Nash Equilibrium Flashcards
DEFINITION: Game
- A situation where an outcome arises as the result of interdependent decisions.
- A game is a situation of strategic decision-making –> Strategy depends on decisions by other players.
- Theoretically limitless number of players, usually small number
- Players have different available courses of actions
- Key: Different combinations of choices lead to different outcomes
Assumptions in standard game theory
- Complete Information (Courses of actions, possible outcomes. which action combinations lead to which outcomes. all payoffs associated with the different outcomes)
- Rationality (maximization of utility)
- Common knowledge of rationality (I know, that the other one is rational and the other one knows..)
–> Goal of game theory is to model, not to give you advice
Pareto-inferior outcomes
- Can make both better off by moving to a different (Pareto-superior) outcome
- Can make one player better off and keep the other player’s payoff the same
Pareto-efficiency
No other outcome is Pareto-superior (Impossible, by switching to another outcome, to make one player better off without making the other player worse off)
Strictly Dominant strategy
Yields a strictly greater payoff than all other strategies regardless of the other players’ strategies
Weakly Dominant strategy
Best possible response among others
DEFINTION: Nash Equilibrium
Doing the best I can given what you are doing and vice versa (Mutual best responses)
–> Any equilibrium in dominant strategies is a NE but not vice versa
–> often, games have more than one NE, sometimes they have many
Assumptions Nash Equilibrium
- Rationality and common knowledge of rationality
- Ability to think strategically (.e., to put oneself in the other player’s shoes)
- Belief that other player play’s Nash Equilibrium as well
Nash Equilibrium vs.

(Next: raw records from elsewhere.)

//! CLI for vidgrab.

mod commands;

use anyhow::Result;
use clap::{Parser, Subcommand};
use std::path::PathBuf;
use std::sync::Arc;
use vidgrab_core::config;
use vidgrab_core::media::{MediaResolver, YtDlpResolver};

use commands::{run_download, run_info, run_serve};

/// Top-level CLI for vidgrab.
#[derive(Debug, Parser)]
#[command(name = "vidgrab")]
#[command(about = "vidgrab: download a video stream at a chosen resolution", long_about = None)]
pub struct Cli {
    #[command(subcommand)]
    pub command: CliCommand,
}

#[derive(Debug, Subcommand)]
pub enum CliCommand {
    /// Show title, duration, thumbnail and available resolutions.
    Info {
        /// Video page URL.
        url: String,
    },

    /// Download the video stream at a resolution.
    Download {
        /// Video page URL.
        url: String,
        /// Resolution label such as 720p (default: highest available).
        #[arg(long, short)]
        resolution: Option<String>,
        /// Save into this directory instead of the configured one.
        #[arg(long, value_name = "DIR")]
        download_dir: Option<PathBuf>,
    },

    /// Serve the browser front end.
    Serve {
        /// Bind address (default from config, 127.0.0.1:8501).
        #[arg(long, value_name = "ADDR")]
        listen: Option<String>,
    },
}

impl CliCommand {
    pub async fn run_from_args() -> Result<()> {
        let cli = Cli::parse();
        let cfg = config::load_or_init()?;
        tracing::debug!("loaded config: {:?}", cfg);
        let resolver: Arc<dyn MediaResolver> = Arc::new(YtDlpResolver::new(
            cfg.ytdlp_bin.clone(),
            cfg.transfer_options(),
        ));

        match cli.command {
            CliCommand::Info { url } => run_info(resolver, &cfg, url).await?,
            CliCommand::Download {
                url,
                resolution,
                download_dir,
            } => run_download(resolver, &cfg, url, resolution, download_dir).await?,
            CliCommand::Serve { listen } => run_serve(resolver, &cfg, listen).await?,
        }

        Ok(())
    }
}

#[cfg(test)]
mod tests;
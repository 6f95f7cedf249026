//! The single HTML page served at `/`.

pub(super) const INDEX_HTML: &str = r#"<!doctype html>
<html lang="en">
<head>
<meta charset="utf-8">
<title>vidgrab</title>
<style>
  body { font-family: sans-serif; max-width: 42rem; margin: 2rem auto; padding: 0 1rem; }
  input[type=url] { width: 100%; padding: .4rem; }
  #details { display: none; margin-top: 1rem; }
  #details img { max-width: 100%; }
  progress { width: 100%; }
  .ok { color: #176f2c; } .err { color: #a4161a; }
</style>
</head>
<body>
<h1>Video Downloader</h1>
<label for="url">Enter video URL:</label>
<input id="url" type="url" placeholder="https://www.youtube.com/watch?v=...">
<button id="load">Load</button>

<div id="details">
  <p><strong id="title"></strong> <span id="duration"></span></p>
  <img id="thumb" alt="Thumbnail">
  <p>
    <label for="resolution">Select resolution:</label>
    <select id="resolution"></select>
    <button id="download">Download</button>
  </p>
</div>

<progress id="bar" max="1" value="0" hidden></progress>
<p id="status"></p>

<script>
const $ = (id) => document.getElementById(id);

function setStatus(text, cls) {
  $("status").textContent = text || "";
  $("status").className = cls || "";
}

async function postJson(path, body) {
  const res = await fetch(path, {
    method: "POST",
    headers: { "Content-Type": "application/json" },
    body: JSON.stringify(body),
  });
  const data = await res.json();
  if (!res.ok) throw new Error(data.error || res.statusText);
  return data;
}

$("load").onclick = async () => {
  setStatus("Fetching video details... Please wait.");
  $("details").style.display = "none";
  try {
    const info = await postJson("/api/info", { url: $("url").value });
    $("title").textContent = info.title;
    $("duration").textContent = info.duration_secs != null ? "(" + info.duration_secs + " seconds)" : "";
    if (info.thumbnail_url) { $("thumb").src = info.thumbnail_url; $("thumb").hidden = false; }
    else { $("thumb").hidden = true; }
    const sel = $("resolution");
    sel.innerHTML = "";
    for (const r of info.resolutions) {
      const opt = document.createElement("option");
      opt.value = r; opt.textContent = r;
      sel.appendChild(opt);
    }
    $("download").disabled = info.resolutions.length === 0;
    $("details").style.display = "block";
    setStatus(info.resolutions.length ? "" : "No downloadable streams found.", info.resolutions.length ? "" : "err");
  } catch (e) {
    setStatus("An error occurred: " + e.message, "err");
  }
};

async function poll() {
  const s = await (await fetch("/api/progress")).json();
  const bar = $("bar");
  bar.hidden = false;
  bar.value = s.total_bytes > 0 ? s.bytes_done / s.total_bytes : (s.state === "done" ? 1 : 0);
  if (s.state === "running") {
    setStatus(s.message);
    setTimeout(poll, 500);
  } else if (s.state === "done") {
    setStatus(s.message, "ok");
    $("download").disabled = false;
  } else if (s.state === "failed") {
    setStatus(s.message, "err");
    $("download").disabled = false;
  }
}

$("download").onclick = async () => {
  $("download").disabled = true;
  try {
    await postJson("/api/download", { url: $("url").value, resolution: $("resolution").value });
    poll();
  } catch (e) {
    setStatus("An error occurred: " + e.message, "err");
    $("download").disabled = false;
  }
};
</script>
</body>
</html>
"#;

Normal Equilibrium
NE: I’m doing the best I can given what you are doing and vice versa
Normal Equilibrium: I’m doing the best no matter what you are doing and vice versa
Iterated Elimination of Weakly Dominated Strategies (IEWDS)
Every IEWDS solution is a NE but not vice versa
–> Look if any rows / columns are dominated by any other and cross out step-by-step
Problem: Order of elimination can matter
NE with 3 Players
Player 1 & 2 as usual
Player 3 compare each cell from the first table with the second table to find the better value and underline this
DEFINITON: Common Consequence Effect
- If you have a gamble with safe outcome (p=1), players tend to prefer this one compared to gambles with small chance of getting nothing, even though the latter game has higher EV
- If you have two gambles, where nothing is safe, players tend to choose the one with higher EV
–> If there is a safe alternative, this is preferred (loss is weighted higher than gain)
–> If there is no safe alternative, higher EV is prefered
Having reached a Nash Equilibrium means that…
… no individual player has any reason to switch his or her strategy unilaterally
The guessing game
- bounded rationality prevents players from fully reasoning their way to the equilibrium
- Rational players reckon that other players are boundedly rational and best-respond to the behavior they expect from other players
- Multiple possibiites for anticipation of other players actions
–> significant divergence in results
Level-k Model
- Level 0: “It all looks quite random, so I’ll just guess”
- Level 1: “I think that most people won’t have a clue what to choose and so the average number will be around 50. Two-third of that would be 33.”
- Level 2: “Assuming that everyone thinks the average will be 50 based on random probability, I expect most choices to be located around 33. I am going to choose two-third of that, 22.”